In the aftermath of Donald Trump’s shocking electoral victory, the analysis of his win continues.  The New York Times reports that Donald Trump’s support among white, working-class men carried him to the presidency.  While Hillary Clinton’s campaign believed that their coalition of minorities and women voters would carry the day, their lack of support among white men without college degrees proved problematic for the campaign.  Exit polls indicated that this year’s gender gap “could be the largest in 60 years” with men choosing Trump by 12 percentage points and women choosing Clinton by 12 percentage points.

President-elect Trump has released his plan for his first 100 days.  Trade is featured prominently.  Trump has stated that he will renegotiate or pull out of NAFTA and abandon pursuit of the Trans-Pacific Partnership agreement.  Despite Trump’s focus on trade, the Boston Globe warns that Trump’s promise to bring manufacturing jobs back could be difficult to put into practice.  Citing a statistic from Ball State University’s Center for Business and Economic Research, the Globe states that automation and other innovations resulted in an 88 percent decrease in factory positions.  Other items with impacts for workers on Trump’s list include a federal hiring freeze and ending limits on American energy production.  Read Trump’s plan for his first 100 days here.

Yesterday, Politico reported on its conversations with labor law and policy authorities regarding the ramifications of Trump’s election for workers.  These experts highlighted changes on immigration policy, the introduction of anti-organizing measures, a diminishment of labor standards, and the appointment of anti-regulatory judicial nominees as potential effects of Trump’s victory.  Read more here.  Some of these changes require the participation of Congress, but others, such as stronger immigration enforcement, President-elect Trump could enact alone.
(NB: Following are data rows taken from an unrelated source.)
#[async_trait]
impl Tool for VerifyAnswerTool {
    fn name(&self) -> &'static str {
        "verify_answer"
    }

    fn description(&self) -> &'static str {
        "Check the customer's answer to the security question on the loaded case."
    }

    fn input_schema(&self) -> Value {
        json!({
            "type": "object",
            "properties": {
                "answer": {
                    "type": "string",
                    "description": "The customer's spoken answer"
                }
            },
            "required": ["answer"]
        })
    }

    async fn execute(&self, input: Value, ctx: &ToolContext) -> Result<ToolResult, eyre::Error> {
        // A null or missing answer is treated as an empty one
        let answer = input["answer"].as_str().unwrap_or("");

        let Some(case) = self.desk.current().await else {
            return Ok(ToolResult::success(json!({"error": "no_case_loaded", "verified": false})));
        };

        let verified = case.verify(answer);
        log::info!("[{}] Verification for {} => {}", ctx.session_id, case.user_name, verified);
        Ok(ToolResult::success(json!({"verified": verified})))
    }
}

pub struct TransactionSummaryTool {
    desk: Arc<FraudDesk>,
}

impl TransactionSummaryTool {
    pub fn new(desk: Arc<FraudDesk>) -> Self {
        Self { desk }
    }
}

#[async_trait]
impl Tool for TransactionSummaryTool {
    fn name(&self) -> &'static str {
        "get_transaction_summary"
    }

    fn description(&self) -> &'static str {
        "Summarize the suspicious transaction on the loaded case."
    }

    fn input_schema(&self) -> Value {
        json!({"type": "object", "properties": {}})
    }

    async fn execute(&self, _input: Value, _ctx: &ToolContext) -> Result<ToolResult, eyre::Error> {
        match self.desk.current().await {
            Some(case) => Ok(ToolResult::success(json!({"summary": case.summary(), "case": case}))),
            None => Ok(no_case_loaded()),
        }
    }
}

pub struct UpdateFraudCaseTool {
    desk: Arc<FraudDesk>,
}

impl UpdateFraudCaseTool {
    pub fn new(desk: Arc<FraudDesk>) -> Self {
        Self { desk }
    }
}

#[async_trait]
impl Tool for UpdateFraudCaseTool {
    fn name(&self) -> &'static str {
        "update_fraud_case"
    }

    fn description(&self) -> &'static str {
        "Save the full updated case (including status and outcomeNote) to the case database."
    }

    fn input_schema(&self) -> Value {
        json!({
            "type": "object",
            "properties": {
                "updated_case": {
                    "type": "object",
                    "description": "The complete case object; userName is required"
                }
            },
            "required": ["updated_case"]
        })
    }

    async fn execute(&self, input: Value, ctx: &ToolContext) -> Result<ToolResult, eyre::Error> {
        let invalid = || ToolResult::success(json!({"status": "error", "message": "invalid_case"}));

        let updated = &input["updated_case"];
        let has_user = match &updated["userName"] {
            Value::String(u) => !u.trim().is_empty(),
            Value::Number(_) => true,
            _ => false,
        };
        if !updated.is_object() || !has_user {
            return Ok(invalid());
        }
        let Ok(case) = serde_json::from_value::<FraudCase>(updated.clone()) else {
            return Ok(invalid());
        };

        self.desk.persist(&case)?;
        log::info!("[{}] Updated case for {} -> status={}", ctx.session_id, case.user_name, case.status);

        let body = json!({"status": "ok", "saved": case});
        self.desk.set_current(case).await;
        Ok(ToolResult::success(body))
    }
}

pub struct RecordOutcomeTool {
    desk: Arc<FraudDesk>,
}

impl RecordOutcomeTool {
    pub fn new(desk: Arc<FraudDesk>) -> Self {
        Self { desk }
    }
}

#[async_trait]
impl Tool for RecordOutcomeTool {
    fn name(&self) -> &'static str {
        "record_outcome"
    }

    fn description(&self) -> &'static str {
        "Set the loaded case's status from the call outcome and save it. \
         decision is 'safe', 'fraud' or 'verification_failed'."
    }

    fn input_schema(&self) -> Value {
        json!({
            "type": "object",
            "properties": {
                "decision": {
                    "type": "string",
                    "enum": ["safe", "fraud", "verification_failed"]
                },
                "note": {
                    "type": "string",
                    "description": "Optional outcome note; a standard note is used when omitted"
                }
            },
            "required": ["decision"]
        })
    }

    async fn execute(&self, input: Value, ctx: &ToolContext) -> Result<ToolResult, eyre::Error> {
        let decision = input["decision"].as_str().ok_or_else(|| eyre!("decision is required"))?;
        let note = input["note"].as_str();

        let Some(current) = self.desk.current().await else {
            return Ok(no_case_loaded());
        };

        let case = current.with_outcome(Decision::parse(decision), note);
        self.desk.persist(&case)?;
        log::info!("[{}] Recorded outcome for {} -> status={}", ctx.session_id, case.user_name, case.status);

        let body = json!({"status": "ok", "saved": case});
        self.desk.set_current(case).await;
        Ok(ToolResult::success(body))
    }
}

#[cfg(test)]
mod tests {
    use super::*;
    use crate::agents::fraud::FraudStatus;
    use std::fs;
    use std::path::Path;
    use tempfile::tempdir;

    fn write_db(path: &Path) {
        let db = json!({
            "john": {
                "userName": "john",
                "securityIdentifier": "12345",
                "securityQuestion": "What is your favorite color?",
                "securityAnswer": "blue",
                "cardEnding": "4242",
                "transactionAmount": "₹2,499",
                "transactionName": "ABC Industry",
                "transactionTime": "2025-11-25 18:42",
                "transactionLocation": "Mumbai",
                "transactionCategory": "e-commerce",
                "transactionSource": "alibaba.com",
                "status": "pending_review",
                "outcomeNote": ""
            }
        });
        fs::write(path, serde_json::to_string_pretty(&db).unwrap()).unwrap();
    }

    fn read_db(path: &Path) -> Value {
        serde_json::from_str(&fs::read_to_string(path).unwrap()).unwrap()
    }

    fn ctx() -> ToolContext {
        ToolContext::new("fraud", "test")
    }

    #[tokio::test]
    async fn test_load_unknown_user() {
        let dir = tempdir().unwrap();
        let path = dir.path().join("fraud_cases.json");
        write_db(&path);
        let desk = Arc::new(FraudDesk::new(&path));

        let result = LoadFraudCaseTool::new(desk.clone())
            .execute(json!({"username": "mary"}), &ctx())
            .await
            .unwrap();

        assert!(!result.is_error);
        assert_eq!(result.content, json!({"found": false}));
        assert!(desk.current().await.is_none());
    }

    #[tokio::test]
    async fn test_load_creates_missing_db() {
        let dir = tempdir().unwrap();
        let path = dir.path().join("fraud_cases.json");
        let desk = Arc::new(FraudDesk::new(&path));

        let result = LoadFraudCaseTool::new(desk)
            .execute(json!({"username": "john"}), &ctx())
            .await
            .unwrap();

        assert_eq!(result.content["found"], false);
        assert_eq!(read_db(&path), json!({}));
    }

    #[tokio::test]
    async fn test_load_missing_username_is_error() {
        let dir = tempdir().unwrap();
        let desk = Arc::new(FraudDesk::new(dir.path().join("db.json")));

        let result = LoadFraudCaseTool::new(desk).execute(json!({}), &ctx()).await;
        assert!(result.is_err());
    }

    #[tokio::test]
    async fn test_tools_without_case() {
        let dir = tempdir().unwrap();
        let desk = Arc::new(FraudDesk::new(dir.path().join("db.json")));

        let verify = VerifyAnswerTool::new(desk.clone())
            .execute(json!({"answer": "blue"}), &ctx())
            .await
            .unwrap();
        assert_eq!(verify.content, json!({"error": "no_case_loaded", "verified": false}));

        let summary = TransactionSummaryTool::new(desk.clone())
            .execute(json!({}), &ctx())
            .await
            .unwrap();
        assert_eq!(summary.content, json!({"error": "no_case_loaded"}));

        let outcome = RecordOutcomeTool::new(desk)
            .execute(json!({"decision": "safe"}), &ctx())
            .await
            .unwrap();
        assert_eq!(outcome.content, json!({"error": "no_case_loaded"}));
    }

    #[tokio::test]
    async fn test_load_verify_and_summarize() {
        let dir = tempdir().unwrap();
        let path = dir.path().join("fraud_cases.json");
        write_db(&path);
        let desk = Arc::new(FraudDesk::new(&path));

        let loaded = LoadFraudCaseTool::new(desk.clone())
            .execute(json!({"username": "john"}), &ctx())
            .await
            .unwrap();
        assert_eq!(loaded.content["found"], true);
        assert_eq!(loaded.content["case"]["userName"], "john");

        let summary = TransactionSummaryTool::new(desk.clone())
            .execute(json!({}), &ctx())
            .await
            .unwrap();
        assert!(summary.content["summary"].as_str().unwrap().contains("ABC Industry"));

        let verify = VerifyAnswerTool::new(desk.clone());
        let ok = verify.execute(json!({"answer": " Blue "}), &ctx()).await.unwrap();
        assert_eq!(ok.content, json!({"verified": true}));
        let bad = verify.execute(json!({"answer": "red"}), &ctx()).await.unwrap();
        assert_eq!(bad.content, json!({"verified": false}));
        let null = verify.execute(json!({"answer": null}), &ctx()).await.unwrap();
        assert_eq!(null.content, json!({"verified": false}));
    }

    #[tokio::test]
    async fn test_update_rejects_invalid_case() {
        let dir = tempdir().unwrap();
        let path = dir.path().join("fraud_cases.json");
        write_db(&path);
        let tool = UpdateFraudCaseTool::new(Arc::new(FraudDesk::new(&path)));
        let invalid = json!({"status": "error", "message": "invalid_case"});

        for input in [
            json!({}),
            json!({"updated_case": "john"}),
            json!({"updated_case": {"status": "confirmed_safe"}}),
            json!({"updated_case": {"userName": "  "}}),
            json!({"updated_case": {"userName": "john", "status": "maybe"}}),
        ] {
            let result = tool.execute(input, &ctx()).await.unwrap();
            assert_eq!(result.content, invalid);
        }

        assert_eq!(read_db(&path)["john"]["status"], "pending_review");
    }

    #[tokio::test]
    async fn test_update_persists_status() {
        let dir = tempdir().unwrap();
        let path = dir.path().join("fraud_cases.json");
        write_db(&path);
        let desk = Arc::new(FraudDesk::new(&path));

        LoadFraudCaseTool::new(desk.clone())
            .execute(json!({"username": "john"}), &ctx())
            .await
            .unwrap();
        let mut case = desk.current().await.unwrap().with_outcome(Decision::Fraud, None);
        case.outcome_note = "User denied transaction; mock action taken.".into();

        let result = UpdateFraudCaseTool::new(desk.clone())
            .execute(json!({"updated_case": case}), &ctx())
            .await
            .unwrap();
        assert_eq!(result.content["status"], "ok");

        let db = read_db(&path);
        assert_eq!(db["john"]["status"], "confirmed_fraud");
        assert_eq!(db["john"]["outcomeNote"], "User denied transaction; mock action taken.");
        assert_eq!(desk.current().await.unwrap().status, FraudStatus::ConfirmedFraud);
    }

    #[tokio::test]
    async fn test_record_outcome_persists() {
        let dir = tempdir().unwrap();
        let path = dir.path().join("fraud_cases.json");
        write_db(&path);
        let desk = Arc::new(FraudDesk::new(&path));

        LoadFraudCaseTool::new(desk.clone())
            .execute(json!({"username": "john"}), &ctx())
            .await
            .unwrap();
        let result = RecordOutcomeTool::new(desk)
            .execute(json!({"decision": "safe"}), &ctx())
            .await
            .unwrap();

        assert_eq!(result.content["saved"]["status"], "confirmed_safe");
        let db = read_db(&path);
        assert_eq!(db["john"]["status"], "confirmed_safe");
        assert_eq!(db["john"]["outcomeNote"], "Customer confirmed transaction as legitimate.");
        assert_eq!(db["john"]["transactionAmount"], "₹2,499");
    }

    #[tokio::test]
    async fn test_loosely_typed_case_loads_and_updates() {
        let dir = tempdir().unwrap();
        let path = dir.path().join("fraud_cases.json");
        let db = json!({
            "john": {
                "userName": "john",
                "securityIdentifier": 12345,
                "securityAnswer": "blue",
                "cardEnding": 4242,
                "transactionAmount": 2499,
                "transactionName": null,
                "status": null,
                "outcomeNote": null
            }
        });
        fs::write(&path, serde_json::to_string_pretty(&db).unwrap()).unwrap();
        let desk = Arc::new(FraudDesk::new(&path));

        let loaded = LoadFraudCaseTool::new(desk.clone())
            .execute(json!({"username": "john"}), &ctx())
            .await
            .unwrap();
        assert!(!loaded.is_error);
        assert_eq!(loaded.content["found"], true);
        assert_eq!(loaded.content["case"]["cardEnding"], 4242);

        let summary = TransactionSummaryTool::new(desk.clone())
            .execute(json!({}), &ctx())
            .await
            .unwrap();
        let summary = summary.content["summary"].as_str().unwrap().to_string();
        assert!(summary.starts_with("Transaction at UNKNOWN for 2499. Card ending: 4242."));

        let mut updated = loaded.content["case"].clone();
        updated["status"] = json!("confirmed_safe");
        let result = UpdateFraudCaseTool::new(desk)
            .execute(json!({"updated_case": updated}), &ctx())
            .await
            .unwrap();
        assert_eq!(result.content["status"], "ok");

        let db = read_db(&path);
        assert_eq!(db["john"]["status"], "confirmed_safe");
        assert_eq!(db["john"]["securityIdentifier"], 12345);
        assert!(db["john"]["transactionName"].is_null());
        assert!(db["john"].as_object().unwrap().contains_key("transactionName"));
    }
}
One issue that Trump and the Republican Congress are likely to agree on is the repeal of Obamacare.  Sarah Kliff at Vox lays out the means by which Trump and the newly-elected Congress could accomplish this campaign promise.  A House bill introduced in 2015, H.R. 3762, provides a template for the legislation Republicans could use.  H.R. 3762 calls for ending the provision of tax credits to middle and low-income Americans to purchase health insurance and simultaneously, cancelling Obamacare’s Medicaid expansion.  This bill fits the procedural requirements of a budget process called reconciliation, and therefore, it obviates the need for Republicans to earn 60 votes to prevent a Democratic filibuster in the Senate.  In fact, last year, Congress passed this bill, but President Obama vetoed it.  The Congressional Budget Office found that this measure would result in 22 million Americans losing health care coverage two years after its enactment.  Republicans could pass a similar bill in the new Congress.  Senate Majority Leader Mitch McConnell designated the repeal of Obamacare as “pretty high on our agenda.”